Just to double check I understand, do you mean the implementation of traverseDirectly?

Yeah, let's switch that to Chain and I can rerun benchmarks.

valencik · 2024-03-22T13:30:18Z

Currently running benchmarks again on a tweak which uses Chain in traverseDirectly and traverseFilterDirectly
https://github.com/typelevel/cats/compare/803107de2f728f648800513ef5cff242a1172fbf...valencik:cats:more-chain?expand=1

valencik · 2024-03-22T23:40:06Z

Ok, I ran the benchmarks, I think Chain is better, and put up a PR to your branch/fork @TimWSpence
TimWSpence#2

Feel free to leave it for a day or two.
There's a ton of numbers here.
I wouldn't be against taking another look over things.

I also ran a test benchmark run with a traverseDirectlyVector variant, and I think that shows some mild improvements.
But again, maybe we should save that for a follow up.

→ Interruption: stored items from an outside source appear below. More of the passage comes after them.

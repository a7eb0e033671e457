//! Wallet addresses.
//!
//! ## Layout
//!
//! ```text
//! ┌─────────┬───────────────┬───────────────┬──────────┐
//! │ network │   spend_pub   │   view_pub    │ checksum │
//! │   1 B   │     33 B      │     33 B      │   4 B    │
//! └─────────┴───────────────┴───────────────┴──────────┘
//!  checksum = SHA3-256(bytes[0..67])[0..4]
//! ```
//!
//! The text form is base-58 (Bitcoin alphabet) of all 71 bytes.

use std::fmt;
use std::str::FromStr;

use serde::{Deserialize, Serialize};
use subtle::ConstantTimeEq;
use tracing::debug;

use shroud_core::config::AddressConfig;
use shroud_core::constants::{
    CHECKSUM_OFFSET, PUBLIC_KEY_SIZE, SPEND_KEY_OFFSET, VIEW_KEY_OFFSET, WALLET_ADDRESS_SIZE,
};
use shroud_core::error::{Result, ShroudError};
use shroud_crypto::{checksum, derive_one_time_key, PrivateKey, PublicKey};

/// Address text alphabet; same digits as `BASE58_ALPHABET`.
const ALPHABET: &bs58::Alphabet = bs58::Alphabet::BITCOIN;

/// A published wallet address: network tag, spend and view public keys, checksum.
///
/// Every value of this type has a correct checksum. The embedded public keys are decoded
/// only when used.
#[derive(Clone, Copy, PartialEq, Eq, Hash)]
pub struct WalletAddress {
    bytes: [u8; WALLET_ADDRESS_SIZE],
}

impl WalletAddress {
    // ═══════════════════════════════════════════════════════════════════════════
    // CONSTRUCTION
    // ═══════════════════════════════════════════════════════════════════════════

    /// Builds an address for `(spend_pub, view_pub)` under the default network byte.
    pub fn from_pub_keys(spend_pub: &PublicKey, view_pub: &PublicKey) -> Self {
        Self::from_pub_keys_with(&AddressConfig::default(), spend_pub, view_pub)
    }

    /// Builds an address for `(spend_pub, view_pub)` under `config`.
    pub fn from_pub_keys_with(
        config: &AddressConfig,
        spend_pub: &PublicKey,
        view_pub: &PublicKey,
    ) -> Self {
        let mut bytes = [0u8; WALLET_ADDRESS_SIZE];
        bytes[0] = config.network_byte;
        bytes[SPEND_KEY_OFFSET..VIEW_KEY_OFFSET].copy_from_slice(spend_pub.as_bytes());
        bytes[VIEW_KEY_OFFSET..CHECKSUM_OFFSET].copy_from_slice(view_pub.as_bytes());

        let sum = checksum(&bytes[..CHECKSUM_OFFSET]);
        bytes[CHECKSUM_OFFSET..].copy_from_slice(&sum);

        Self { bytes }
    }

    /// Parses 71 raw bytes under the default network byte.
    pub fn from_bytes(bytes: &[u8]) -> Result<Self> {
        Self::from_bytes_with(&AddressConfig::default(), bytes)
    }

    /// Parses 71 raw bytes under `config`.
    ///
    /// # Errors
    /// Checks run in order and stop at the first failure:
    /// - `InvalidLength` unless `bytes` is 71 bytes long
    /// - `InvalidNetworkByte` if the tag differs from `config.network_byte`
    /// - `ChecksumMismatch` if the trailing 4 bytes do not match
    pub fn from_bytes_with(config: &AddressConfig, bytes: &[u8]) -> Result<Self> {
        let bytes: [u8; WALLET_ADDRESS_SIZE] =
            bytes.try_into().map_err(|_| ShroudError::InvalidLength {
                expected: WALLET_ADDRESS_SIZE,
                actual: bytes.len(),
            })?;

        if bytes[0] != config.network_byte {
            debug!(
                expected = config.network_byte,
                actual = bytes[0],
                "Rejected address with foreign network byte"
            );
            return Err(ShroudError::InvalidNetworkByte {
                expected: config.network_byte,
                actual: bytes[0],
            });
        }

        let address = Self { bytes };
        address.validate_checksum()?;
        Ok(address)
    }

    /// Parses the base-58 text form under the default network byte.
    pub fn from_base58(s: &str) -> Result<Self> {
        Self::from_base58_with(&AddressConfig::default(), s)
    }

    /// Parses the base-58 text form under `config`.
    ///
    /// # Errors
    /// `InvalidBase58` for characters outside the alphabet, then the errors of
    /// [`WalletAddress::from_bytes_with`].
    pub fn from_base58_with(config: &AddressConfig, s: &str) -> Result<Self> {
        let bytes = bs58::decode(s.trim())
            .with_alphabet(ALPHABET)
            .into_vec()
            .map_err(|e| ShroudError::InvalidBase58(e.to_string()))?;
        Self::from_bytes_with(config, &bytes)
    }

    // ═══════════════════════════════════════════════════════════════════════════
    // VALIDATION & ENCODING
    // ═══════════════════════════════════════════════════════════════════════════

    /// Recomputes the checksum over the first 67 bytes and compares it to the stored one.
    pub fn validate_checksum(&self) -> Result<()> {
        let expected = checksum(&self.bytes[..CHECKSUM_OFFSET]);
        let actual = &self.bytes[CHECKSUM_OFFSET..];

        if bool::from(expected[..].ct_eq(actual)) {
            Ok(())
        } else {
            debug!("Address checksum mismatch");
            Err(ShroudError::ChecksumMismatch {
                expected: hex::encode(expected),
                actual: hex::encode(actual),
            })
        }
    }

    /// Returns the base-58 text form.
    pub fn to_base58(&self) -> String {
        bs58::encode(&self.bytes).with_alphabet(ALPHABET).into_string()
    }

    /// Returns the raw 71 bytes.
    pub fn as_bytes(&self) -> &[u8; WALLET_ADDRESS_SIZE] {
        &self.bytes
    }

    /// Returns the network tag.
    pub fn network_byte(&self) -> u8 {
        self.bytes[0]
    }

    /// Returns the stored checksum.
    pub fn checksum(&self) -> [u8; 4] {
        let mut out = [0u8; 4];
        out.copy_from_slice(&self.bytes[CHECKSUM_OFFSET..]);
        out
    }

    // ═══════════════════════════════════════════════════════════════════════════
    // EMBEDDED KEYS
    // ═══════════════════════════════════════════════════════════════════════════

    /// Returns the spend public key stored at bytes `[1, 34)`.
    pub fn spend_pub_key(&self) -> PublicKey {
        Self::key_at(&self.bytes[SPEND_KEY_OFFSET..VIEW_KEY_OFFSET])
    }

    /// Returns the view public key stored at bytes `[34, 67)`.
    pub fn view_pub_key(&self) -> PublicKey {
        Self::key_at(&self.bytes[VIEW_KEY_OFFSET..CHECKSUM_OFFSET])
    }

    fn key_at(slice: &[u8]) -> PublicKey {
        let mut arr = [0u8; PUBLIC_KEY_SIZE];
        arr.copy_from_slice(slice);
        PublicKey::from_array(arr)
    }

    /// Derives the one-time public key a sender pays to, for ephemeral scalar `r` and output
    /// position `output_index`.
    ///
    /// # Errors
    /// Fails with `InvalidPoint` if either embedded key does not decode.
    pub fn one_time_stealth_address(&self, r: &PrivateKey, output_index: u8) -> Result<PublicKey> {
        derive_one_time_key(r, &self.spend_pub_key(), &self.view_pub_key(), output_index)
    }
}

impl fmt::Debug for WalletAddress {
    fn fmt(&self, f: &mut fmt::Formatter<'_>) -> fmt::Result {
        write!(f, "WalletAddress({})", self.to_base58())
    }
}

impl fmt::Display for WalletAddress {
    fn fmt(&self, f: &mut fmt::Formatter<'_>) -> fmt::Result {
        f.write_str(&self.to_base58())
    }
}

/// Parses under the default network byte; use [`WalletAddress::from_base58_with`] otherwise.
impl FromStr for WalletAddress {
    type Err = ShroudError;

    fn from_str(s: &str) -> Result<Self> {
        Self::from_base58(s)
    }
}

// Serde implementation that uses base-58 text
impl Serialize for WalletAddress {
    fn serialize<S>(&self, serializer: S) -> std::result::Result<S::Ok, S::Error>
    where
        S: serde::Serializer,
    {
        serializer.serialize_str(&self.to_base58())
    }
}

impl<'de> Deserialize<'de> for WalletAddress {
    fn deserialize<D>(deserializer: D) -> std::result::Result<Self, D::Error>
    where
        D: serde::Deserializer<'de>,
    {
        let s = String::deserialize(deserializer)?;
        Self::from_base58(&s).map_err(serde::de::Error::custom)
    }
}
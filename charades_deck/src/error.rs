//! Deck validation and ingestion errors.

use std::path::PathBuf;

/// Why a deck could not be built or loaded.
#[derive(Debug, thiserror::Error)]
pub enum DeckError {
    #[error("deck has {found} cards, need at least {required}")]
    TooFewCards { found: usize, required: usize },

    #[error("deck title must not be empty")]
    EmptyTitle,

    #[error("deck title is {len} characters, limit is {max}")]
    TitleTooLong { len: usize, max: usize },

    #[error("deck icon is {len} characters, limit is {max}")]
    IconTooLong { len: usize, max: usize },

    #[error("card {index} is empty")]
    EmptyCard { index: usize },

    #[error("card {index} is {len} characters, limit is {max}")]
    CardTooLong { index: usize, len: usize, max: usize },

    #[error("no built-in deck named {0:?}")]
    UnknownDeck(String),

    #[error("malformed deck payload: {0}")]
    Json(#[from] serde_json::Error),

    #[error("cannot read deck file {path}: {source}")]
    Io {
        path:   PathBuf,
        #[source]
        source: std::io::Error,
    },
}
//! Motion sensor sources.
//!
//! The public interface is a [`SensorFeed`]: a background thread that pulls
//! [`RawOrientation`] readings from a [`SampleSource`] and hands them over a
//! `mpsc` channel, each stamped with the instant it was delivered.  Consumers don't need to know whether readings come from
//! the keyboard simulator or a recorded session.

use std::fs::File;
use std::io::{BufRead, BufReader};
use std::path::Path;
use std::sync::mpsc::{self, Receiver, RecvTimeoutError, Sender, TryRecvError};
use std::thread::{self, JoinHandle};
use std::time::{Duration, Instant};

use anyhow::Context;
use charades_core::RawOrientation;
use rand::rngs::StdRng;
use rand::{Rng, SeedableRng};
use serde::Deserialize;

// ════════════════════════════════════════════════════════════════════════════
// SampleSource trait — unified interface for sim and replay
// ════════════════════════════════════════════════════════════════════════════

/// Anything that can produce a stream of orientation readings.
pub trait SampleSource: Send + 'static {
    /// The next reading and how long to wait before delivering it.
    /// `None` ends the feed.
    fn next_reading(&mut self) -> Option<(Duration, RawOrientation)>;
}

// ════════════════════════════════════════════════════════════════════════════
// SensorFeed — scoped subscription
// ════════════════════════════════════════════════════════════════════════════

/// A running source.  Dropping the feed stops and joins its thread.
pub struct SensorFeed {
    rx:      Receiver<(Instant, RawOrientation)>,
    stop_tx: Option<Sender<()>>,
    handle:  Option<JoinHandle<()>>,
}

impl SensorFeed {
    pub fn subscribe<S: SampleSource>(source: S) -> Self {
        let (tx, rx) = mpsc::channel();
        let (stop_tx, stop_rx) = mpsc::channel::<()>();
        let handle = thread::spawn(move || feed_thread(source, tx, stop_rx));
        tracing::debug!("sensor feed subscribed");
        SensorFeed { rx, stop_tx: Some(stop_tx), handle: Some(handle) }
    }

    /// Drain any pending readings with their delivery stamps (non-blocking).
    pub fn drain(&self) -> Vec<(Instant, RawOrientation)> {
        let mut out = Vec::new();
        while let Ok(r) = self.rx.try_recv() { out.push(r); }
        out
    }
}

impl Drop for SensorFeed {
    fn drop(&mut self) {
        if let Some(tx) = self.stop_tx.take() {
            let _ = tx.send(());
        }
        if let Some(h) = self.handle.take() {
            let _ = h.join();
        }
        tracing::debug!("sensor feed released");
    }
}

fn feed_thread<S: SampleSource>(
    mut source: S,
    tx:         Sender<(Instant, RawOrientation)>,
    stop_rx:    Receiver<()>,
) {
    while let Some((wait, reading)) = source.next_reading() {
        match stop_rx.recv_timeout(wait) {
            Err(RecvTimeoutError::Timeout) => {
                if tx.send((Instant::now(), reading)).is_err() { return; }
            }
            Ok(()) | Err(RecvTimeoutError::Disconnected) => return,
        }
    }
    tracing::debug!("sensor source exhausted");
}

// ════════════════════════════════════════════════════════════════════════════
// SimTiltSource — keyboard-driven pose (always available)
// ════════════════════════════════════════════════════════════════════════════

/// Where the simulated phone is being held.
#[derive(Clone, Copy, Debug, PartialEq, Eq)]
pub enum TiltPose {
    /// Upright against the forehead, landscape.
    Neutral,
    /// Screen rolled toward the floor.
    Forward,
    /// Screen rolled toward the ceiling.
    Back,
}

impl TiltPose {
    /// Target `(beta, gamma)` in degrees.
    fn target(self) -> (f64, f64) {
        match self {
            TiltPose::Neutral => (0.0,   -88.0),
            TiltPose::Forward => (165.0, -80.0),
            TiltPose::Back    => (5.0,   -30.0),
        }
    }
}

/// Degrees the simulated phone can turn per reading.
const SLEW_DEG: f64 = 15.0;
const JITTER_DEG: f64 = 0.3;

/// Readings from a simulated phone whose pose is steered over a channel.
///
/// The pose eases toward its target at a fixed slew rate with a little
/// noise, so gestures cross the thresholds the way a real wrist does.
pub struct SimTiltSource {
    ctl:    Receiver<TiltPose>,
    pose:   TiltPose,
    beta:   f64,
    gamma:  f64,
    period: Duration,
    rng:    StdRng,
}

impl SimTiltSource {
    /// Returns the source and the sender that steers it.  Dropping the
    /// sender ends the feed.
    pub fn new(period: Duration, seed: u64) -> (Self, Sender<TiltPose>) {
        let (tx, rx) = mpsc::channel();
        let (beta, gamma) = TiltPose::Neutral.target();
        let source = SimTiltSource {
            ctl:    rx,
            pose:   TiltPose::Neutral,
            beta,
            gamma,
            period,
            rng:    StdRng::seed_from_u64(seed),
        };
        (source, tx)
    }

    pub fn pose(&self) -> TiltPose { self.pose }

    fn step(&mut self) {
        let (tb, tg) = self.pose.target();
        self.beta  += (tb - self.beta).clamp(-SLEW_DEG, SLEW_DEG);
        self.gamma += (tg - self.gamma).clamp(-SLEW_DEG, SLEW_DEG);
    }
}

impl SampleSource for SimTiltSource {
    fn next_reading(&mut self) -> Option<(Duration, RawOrientation)> {
        loop {
            match self.ctl.try_recv() {
                Ok(pose) => self.pose = pose,
                Err(TryRecvError::Empty) => break,
                Err(TryRecvError::Disconnected) => return None,
            }
        }
        self.step();
        let reading = RawOrientation {
            alpha: Some(0.0),
            beta:  Some(self.beta  + self.rng.gen_range(-JITTER_DEG..JITTER_DEG)),
            gamma: Some(self.gamma + self.rng.gen_range(-JITTER_DEG..JITTER_DEG)),
        };
        Some((self.period, reading))
    }
}

// ════════════════════════════════════════════════════════════════════════════
// ReplaySource — recorded readings
// ════════════════════════════════════════════════════════════════════════════

/// One line of a replay file:
///
/// ```text
/// {"t_ms": 0,  "beta": 3.5, "gamma": -87.0}
/// {"t_ms": 20, "alpha": 12.0, "beta": 4.1, "gamma": -86.2}
/// ```
///
/// Axes may be omitted or `null`.  Blank lines and `#` comments are skipped.
#[derive(Deserialize)]
struct ReplayLine {
    t_ms: u64,
    #[serde(flatten)]
    raw:  RawOrientation,
}

/// Plays back a recorded session with its original timing.
pub struct ReplaySource {
    readings: std::vec::IntoIter<(Duration, RawOrientation)>,
}

impl ReplaySource {
    pub fn open(path: &Path) -> anyhow::Result<Self> {
        let file = File::open(path)
            .with_context(|| format!("opening replay file {}", path.display()))?;
        Self::from_reader(BufReader::new(file))
            .with_context(|| format!("reading replay file {}", path.display()))
    }

    pub fn from_reader<R: BufRead>(reader: R) -> anyhow::Result<Self> {
        let mut readings = Vec::new();
        let mut last_ms = 0u64;
        for (i, line) in reader.lines().enumerate() {
            let line = line?;
            let line = line.trim();
            if line.is_empty() || line.starts_with('#') {
                continue;
            }
            let parsed: ReplayLine = serde_json::from_str(line)
                .with_context(|| format!("line {}", i + 1))?;
            let wait = Duration::from_millis(parsed.t_ms.saturating_sub(last_ms));
            last_ms = last_ms.max(parsed.t_ms);
            readings.push((wait, parsed.raw));
        }
        tracing::info!(readings = readings.len(), "replay loaded");
        Ok(ReplaySource { readings: readings.into_iter() })
    }

    pub fn remaining(&self) -> usize { self.readings.len() }
}

impl SampleSource for ReplaySource {
    fn next_reading(&mut self) -> Option<(Duration, RawOrientation)> {
        self.readings.next()
    }
}

// ════════════════════════════════════════════════════════════════════════════
// Tests
// ════════════════════════════════════════════════════════════════════════════

#[cfg(test)]
mod tests {
    use super::*;
    use std::io::Cursor;

    const PERIOD: Duration = Duration::from_millis(20);

    fn beta_of(r: &RawOrientation) -> f64 { r.beta.unwrap() }
    fn gamma_of(r: &RawOrientation) -> f64 { r.gamma.unwrap() }

    #[test]
    fn sim_starts_neutral() {
        let (mut sim, _ctl) = SimTiltSource::new(PERIOD, 1);
        let (wait, r) = sim.next_reading().unwrap();
        assert_eq!(wait, Duration::from_millis(20));
        assert!(beta_of(&r).abs() < 1.0);
        assert!((gamma_of(&r) + 88.0).abs() < 1.0);
    }

    #[test]
    fn sim_forward_flips_beta_past_threshold() {
        let (mut sim, ctl) = SimTiltSource::new(PERIOD, 2);
        ctl.send(TiltPose::Forward).unwrap();
        let mut last = None;
        for _ in 0..20 {
            last = sim.next_reading().map(|(_, r)| r);
        }
        assert_eq!(sim.pose(), TiltPose::Forward);
        assert!(beta_of(&last.unwrap()) > 140.0);
    }

    #[test]
    fn sim_back_enters_gamma_band() {
        let (mut sim, ctl) = SimTiltSource::new(PERIOD, 3);
        ctl.send(TiltPose::Back).unwrap();
        let mut last = None;
        for _ in 0..20 {
            last = sim.next_reading().map(|(_, r)| r);
        }
        let g = gamma_of(&last.unwrap());
        assert!(g > -50.0 && g < 0.0, "gamma {g}");
    }

    #[test]
    fn sim_moves_gradually() {
        let (mut sim, ctl) = SimTiltSource::new(PERIOD, 4);
        ctl.send(TiltPose::Forward).unwrap();
        let (_, r) = sim.next_reading().unwrap();
        assert!(beta_of(&r) < SLEW_DEG + 1.0);
    }

    #[test]
    fn sim_ends_when_controller_dropped() {
        let (mut sim, ctl) = SimTiltSource::new(PERIOD, 5);
        drop(ctl);
        assert!(sim.next_reading().is_none());
    }

    #[test]
    fn replay_uses_deltas_and_skips_comments() {
        let text = "# recorded\n\
                    {\"t_ms\": 100, \"beta\": 1.0, \"gamma\": -88.0}\n\
                    \n\
                    {\"t_ms\": 130, \"alpha\": 5.0, \"beta\": 170.0}\n\
                    {\"t_ms\": 150, \"beta\": null, \"gamma\": -20.0}\n";
        let mut r = ReplaySource::from_reader(Cursor::new(text)).unwrap();
        assert_eq!(r.remaining(), 3);

        let (w0, a) = r.next_reading().unwrap();
        assert_eq!(w0, Duration::from_millis(100));
        assert_eq!(a.beta, Some(1.0));

        let (w1, b) = r.next_reading().unwrap();
        assert_eq!(w1, Duration::from_millis(30));
        assert_eq!(b.gamma, None);

        let (_, c) = r.next_reading().unwrap();
        assert_eq!(c.beta, None);
        assert!(r.next_reading().is_none());
    }

    #[test]
    fn replay_error_names_the_line() {
        let text = "{\"t_ms\": 0, \"beta\": 1.0}\nnot json\n";
        let err = ReplaySource::from_reader(Cursor::new(text)).err().unwrap();
        assert!(format!("{err:#}").contains("line 2"), "{err:#}");
    }

    #[test]
    fn replay_file_round_trip() {
        let mut f = tempfile::NamedTempFile::new().unwrap();
        use std::io::Write;
        writeln!(f, "{{\"t_ms\": 0, \"beta\": 2.0, \"gamma\": -80.0}}").unwrap();
        let r = ReplaySource::open(f.path()).unwrap();
        assert_eq!(r.remaining(), 1);
        assert!(ReplaySource::open(Path::new("/nonexistent/replay.jsonl")).is_err());
    }

    #[test]
    fn feed_delivers_then_finishes() {
        let text = "{\"t_ms\": 1, \"beta\": 1.0}\n{\"t_ms\": 2, \"beta\": 2.0}\n";
        let feed = SensorFeed::subscribe(ReplaySource::from_reader(Cursor::new(text)).unwrap());
        let deadline = Instant::now() + Duration::from_secs(5);
        let mut got = Vec::new();
        while got.len() < 2 && Instant::now() < deadline {
            got.extend(feed.drain());
            thread::sleep(Duration::from_millis(2));
        }
        assert_eq!(got.iter().map(|(_, r)| r.beta).collect::<Vec<_>>(), vec![Some(1.0), Some(2.0)]);
    }

    #[test]
    fn feed_stamps_readings_when_delivered() {
        let text = "{\"t_ms\": 0, \"beta\": 1.0}\n{\"t_ms\": 40, \"beta\": 2.0}\n";
        let before = Instant::now();
        let feed = SensorFeed::subscribe(ReplaySource::from_reader(Cursor::new(text)).unwrap());
        let deadline = Instant::now() + Duration::from_secs(5);
        let mut got = Vec::new();
        while got.len() < 2 && Instant::now() < deadline {
            got.extend(feed.drain());
            thread::sleep(Duration::from_millis(2));
        }
        let drained_at = Instant::now();
        assert_eq!(got.len(), 2);
        let (t0, t1) = (got[0].0, got[1].0);
        assert!(before <= t0 && t1 <= drained_at);
        // The recording's 40 ms gap survives even if both land in one drain.
        assert!(t1.duration_since(t0) >= Duration::from_millis(40));
    }

    #[test]
    fn dropping_feed_stops_the_source() {
        let (sim, ctl) = SimTiltSource::new(Duration::from_millis(5), 6);
        let feed = SensorFeed::subscribe(sim);
        thread::sleep(Duration::from_millis(30));
        drop(feed);
        // The source went down with the thread.
        assert!(ctl.send(TiltPose::Back).is_err());
    }
}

TimWSpence · 2024-03-25T08:34:56Z

Ok, I ran the benchmarks, I think Chain is better, and put up a PR to your branch/fork @TimWSpence TimWSpence#2

Feel free to leave it for a day or two. There's a ton of numbers here. I wouldn't be against taking another look over things.

I also ran a test benchmark run with a traverseDirectlyVector variant, and I think that shows some mild improvements. But again, maybe we should save that for a follow up.

Thanks so much again! Presumably that PR is the same as the Chain version that I've had in place multiple times in the history of this PR? 😆

How is traverseDirectlyVector different sorry?

Use `Chain` in `traverseDirectly` helpers

valencik · 2024-03-26T12:28:44Z

Before we get into the weeds, my position remains that we should merge this PR if we are ok with the small regression to traverseError benchmarks.

@djspiewak Pinging you as the creator of these benchmarks, what do you think here? We've improved or held stable on on fronts except traverseError benchmarks.
Which, as a reminder, look like:

  @Benchmark
  def traverseVectorError(bh: Blackhole) = {
    val result = vectorT.traverse(vector) { i =>
      Eval.later {
        Blackhole.consumeCPU(Work)

        if (i == length * 0.3) {
          throw Failure
        }

        i * 2
      }
    }

    try {
      bh.consume(result.value)
    } catch {
      case Failure => ()
    }
  }

Click for a visual summary of benchmark results main vs this pr

My gut says these improvements are worth it and we should merge.

How is traverseDirectlyVector different sorry?

It was an experiment where I added additional traverseDirectly and traverseFilterDirectly implementations but using Vector. So there was one for Chain and one for Vector. These then got used in the instances for Vector.
This mildly improved some vector benchmarks but made the traverseVectorError worse. So I'm not sure it's worth digging into in this PR.

The commit: efa7ec0

Click for a visual summary of benchmark results this pr vs traverseDirectlyVector

TimWSpence · 2024-03-26T16:54:48Z

It was an experiment where I added additional traverseDirectly and traverseFilterDirectly implementations but using Vector. So there was one for Chain and one for Vector. These then got used in the instances for Vector.
This mildly improved some vector benchmarks but made the traverseVectorError worse. So I'm not sure it's worth digging into in this PR.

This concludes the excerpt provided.